This question already has answers here:
Closed 10 years ago.
Possible Duplicate:
Disadvantages of quoting integers in a Mysql query?
I have a very simple table Called Device on MYSql database.
+-----------------------------------+--------------+------+-----+----------------+
| Field | Type | Null | Key | Extra |
+-----------------------------------+--------------+------+-----+----------------+
| DTYPE | varchar(31) | NO | | |
| id | bigint(20) | NO | PRI | auto_increment |
| dateCreated | datetime | NO | | |
| dateModified | datetime | NO | | |
| phoneNumber | varchar(255) | YES | MUL | |
| version | bigint(20) | NO | | |
| oldPhoneNumber | varchar(255) | YES | | |
+-----------------------------------+--------------+------+-----+----------------+
This table has more than 100K records. I am running a very simple query
select * from AttDevice where phoneNumber = 5107357058;
This query takes almost 4-6 second, But when I change this query a little bit as shown below.

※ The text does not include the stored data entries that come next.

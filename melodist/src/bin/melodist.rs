//! melodist CLI: train a melody transformer, generate from a seed, export
//! note-event files.

use std::fs;
use std::path::{Path, PathBuf};

use clap::{Parser, Subcommand, ValueEnum};
use dfdx::tensor::AutoDevice;
use melodist::prelude::*;
use tracing::info;
use tracing_subscriber::EnvFilter;

type CliError = Box<dyn std::error::Error>;
type CliResult = std::result::Result<(), CliError>;

#[derive(Parser)]
#[command(name = "melodist")]
#[command(about = "Train a melody transformer and generate melodies from a seed")]
#[command(version)]
struct Cli {
    /// JSON config file; flags below override its values
    #[arg(short, long, global = true)]
    config: Option<PathBuf>,

    #[command(subcommand)]
    command: Commands,
}

#[derive(Clone, Copy, ValueEnum)]
enum OutputFormat {
    /// JSON array of token strings
    Array,
    /// One JSON string of comma separated tokens
    Record,
}

#[derive(Subcommand)]
enum Commands {
    /// Train a model on a corpus and save it with its vocabulary
    Train {
        /// Corpus file: a JSON array of melody records
        corpus: PathBuf,

        /// Output artifact directory
        #[arg(short, long, default_value = "melodist-model")]
        output: PathBuf,

        #[arg(long)]
        epochs: Option<usize>,

        #[arg(long)]
        batch_size: Option<usize>,

        #[arg(long)]
        learning_rate: Option<f64>,

        /// Random seed for initialization and shuffling
        #[arg(long)]
        seed: Option<u64>,
    },

    /// Extend a seed melody with a trained model
    Generate {
        /// Trained artifact directory
        #[arg(short, long)]
        model: PathBuf,

        /// Seed as a record, e.g. "C4-1.0, E4-1.0", or a JSON array
        seed: String,

        /// Length of the result, seed included
        #[arg(long)]
        max_length: Option<usize>,

        /// Token that ends generation early
        #[arg(long)]
        stop_token: Option<String>,

        /// Write the melody here instead of stdout
        #[arg(short, long)]
        output: Option<PathBuf>,

        #[arg(long, value_enum, default_value = "array")]
        format: OutputFormat,

        /// Also write a note-event file
        #[arg(long)]
        midi: Option<PathBuf>,
    },

    /// Convert a melody (JSON array or record string) to a note-event file
    ExportMidi {
        input: PathBuf,
        output: PathBuf,
    },

    /// Fit a vocabulary on a corpus and print its statistics
    Vocab {
        corpus: PathBuf,

        /// Print every token with its index
        #[arg(long)]
        list: bool,
    },
}

fn main() {
    tracing_subscriber::fmt()
        .with_env_filter(
            EnvFilter::try_from_default_env().unwrap_or_else(|_| EnvFilter::new("info")),
        )
        .with_writer(std::io::stderr)
        .init();

    let cli = Cli::parse();

    let result = load_config(cli.config.as_deref()).and_then(|config| match cli.command {
        Commands::Train {
            corpus,
            output,
            epochs,
            batch_size,
            learning_rate,
            seed,
        } => {
            let mut train = config.train;
            train.epochs = epochs.unwrap_or(train.epochs);
            train.batch_size = batch_size.unwrap_or(train.batch_size);
            train.learning_rate = learning_rate.unwrap_or(train.learning_rate);
            train.seed = seed.unwrap_or(train.seed);
            cmd_train(&corpus, &output, config.model, &train)
        }
        Commands::Generate {
            model,
            seed,
            max_length,
            stop_token,
            output,
            format,
            midi,
        } => {
            let mut generate = config.generate.clone();
            generate.max_length = max_length.unwrap_or(generate.max_length);
            if stop_token.is_some() {
                generate.stop_token = stop_token;
            }
            cmd_generate(
                &model,
                &seed,
                &generate,
                output.as_deref(),
                format,
                midi.as_deref(),
                &config,
            )
        }
        Commands::ExportMidi { input, output } => cmd_export_midi(&input, &output, &config),
        Commands::Vocab { corpus, list } => cmd_vocab(&corpus, list),
    });

    if let Err(e) = result {
        eprintln!("Error: {e}");
        std::process::exit(1);
    }
}

fn load_config(path: Option<&Path>) -> std::result::Result<MelodistConfig, CliError> {
    Ok(match path {
        Some(path) => MelodistConfig::from_json_file(path)?,
        None => MelodistConfig::default(),
    })
}

fn read_corpus(path: &Path) -> std::result::Result<Corpus, CliError> {
    let text = fs::read_to_string(path)
        .map_err(|e| format!("cannot read corpus {}: {e}", path.display()))?;
    let corpus = Corpus::from_json_str(&text)?;
    if corpus.is_empty() {
        return Err(format!("{} holds no usable melodies", path.display()).into());
    }
    Ok(corpus)
}

fn cmd_train(corpus: &Path, output: &Path, model: ModelConfig, train: &TrainConfig) -> CliResult {
    train.validate()?;
    let mut corpus = read_corpus(corpus)?;
    corpus.truncate(train.max_sequence_length);

    let vocab = Vocabulary::fit(corpus.melodies());
    let model = model.with_vocab_size(vocab.size_with_padding());
    let dataset = Dataset::from_melodies(&vocab, corpus.melodies(), train.batch_size)?
        .with_shuffle_window(train.shuffle_window)
        .with_seed(train.seed);

    println!("Training melody transformer");
    println!("===========================");
    println!("Melodies:     {}", corpus.len());
    println!("Rejected:     {}", corpus.rejected().len());
    println!("Vocabulary:   {} tokens", vocab.len());
    println!("Pairs:        {}", dataset.pair_count());
    println!("Epochs:       {}", train.epochs);
    println!();

    let dev = AutoDevice::seed_from_u64(train.seed);
    let mut trainer = Trainer::from_config(MelodyModel::build(&dev, model)?, train)?;
    let report = trainer.fit(&dataset, train.epochs)?;
    for (epoch, loss) in report.epoch_losses.iter().enumerate() {
        println!("  epoch {epoch:>3}  loss {loss:.5}");
    }

    ModelArtifact::new(trainer.into_model(), vocab)?.save(output)?;
    println!();
    println!("Saved model to {}", output.display());
    Ok(())
}

#[allow(clippy::too_many_arguments)]
fn cmd_generate(
    model: &Path,
    seed: &str,
    generate: &GenerateConfig,
    output: Option<&Path>,
    format: OutputFormat,
    midi: Option<&Path>,
    config: &MelodistConfig,
) -> CliResult {
    let dev = AutoDevice::default();
    let artifact = ModelArtifact::load(model, &dev)?;
    let seed = if seed.trim_start().starts_with('[') {
        Melody::from_exchange_json(seed)?
    } else {
        Melody::parse_record(seed)?
    };

    let generator = Generator::new(&artifact.model, &artifact.vocabulary, generate)?;
    let melody = generator.generate(&seed)?;
    info!(tokens = melody.len(), "generated melody");

    let text = match format {
        OutputFormat::Array => melody.to_json_array()?,
        OutputFormat::Record => melody.to_json_record()?,
    };
    match output {
        Some(path) => fs::write(path, &text)?,
        None => println!("{text}"),
    }
    if let Some(path) = midi {
        let summary = write_midi(&melody, &config.timing, path)?;
        println!(
            "Wrote {} notes to {} ({} skipped)",
            summary.notes_written,
            path.display(),
            summary.skipped
        );
    }
    Ok(())
}

fn cmd_export_midi(input: &Path, output: &Path, config: &MelodistConfig) -> CliResult {
    let text = fs::read_to_string(input)
        .map_err(|e| format!("cannot read melody {}: {e}", input.display()))?;
    let melody = Melody::from_exchange_json(&text)?;
    let summary = write_midi(&melody, &config.timing, output)?;
    println!(
        "Wrote {} notes to {} ({} skipped)",
        summary.notes_written,
        output.display(),
        summary.skipped
    );
    Ok(())
}

fn cmd_vocab(corpus: &Path, list: bool) -> CliResult {
    let corpus = read_corpus(corpus)?;
    let vocab = Vocabulary::fit(corpus.melodies());

    println!("Melodies:          {}", corpus.len());
    println!("Rejected records:  {}", corpus.rejected().len());
    println!("Longest melody:    {}", corpus.max_melody_len());
    println!("Distinct tokens:   {}", vocab.len());
    println!("Size with padding: {}", vocab.size_with_padding());
    if list {
        println!();
        for (i, token) in vocab.tokens().iter().enumerate() {
            println!("  {:>5}  {token}", i + 1);
        }
    }
    Ok(())
}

select * from AttDevice where phoneNumber = '5107357058';
It takes almost no time to get executed.
Notice that phoneNumber column is varchar. I don't understand why the former case takes longer time and later doesn't. The difference between these two queries is the single quote.
Does MYSQL treats these to query differently if so then why?
EDIT 1
I used EXPLAIN and got the following output but don't know how to interpret these two results.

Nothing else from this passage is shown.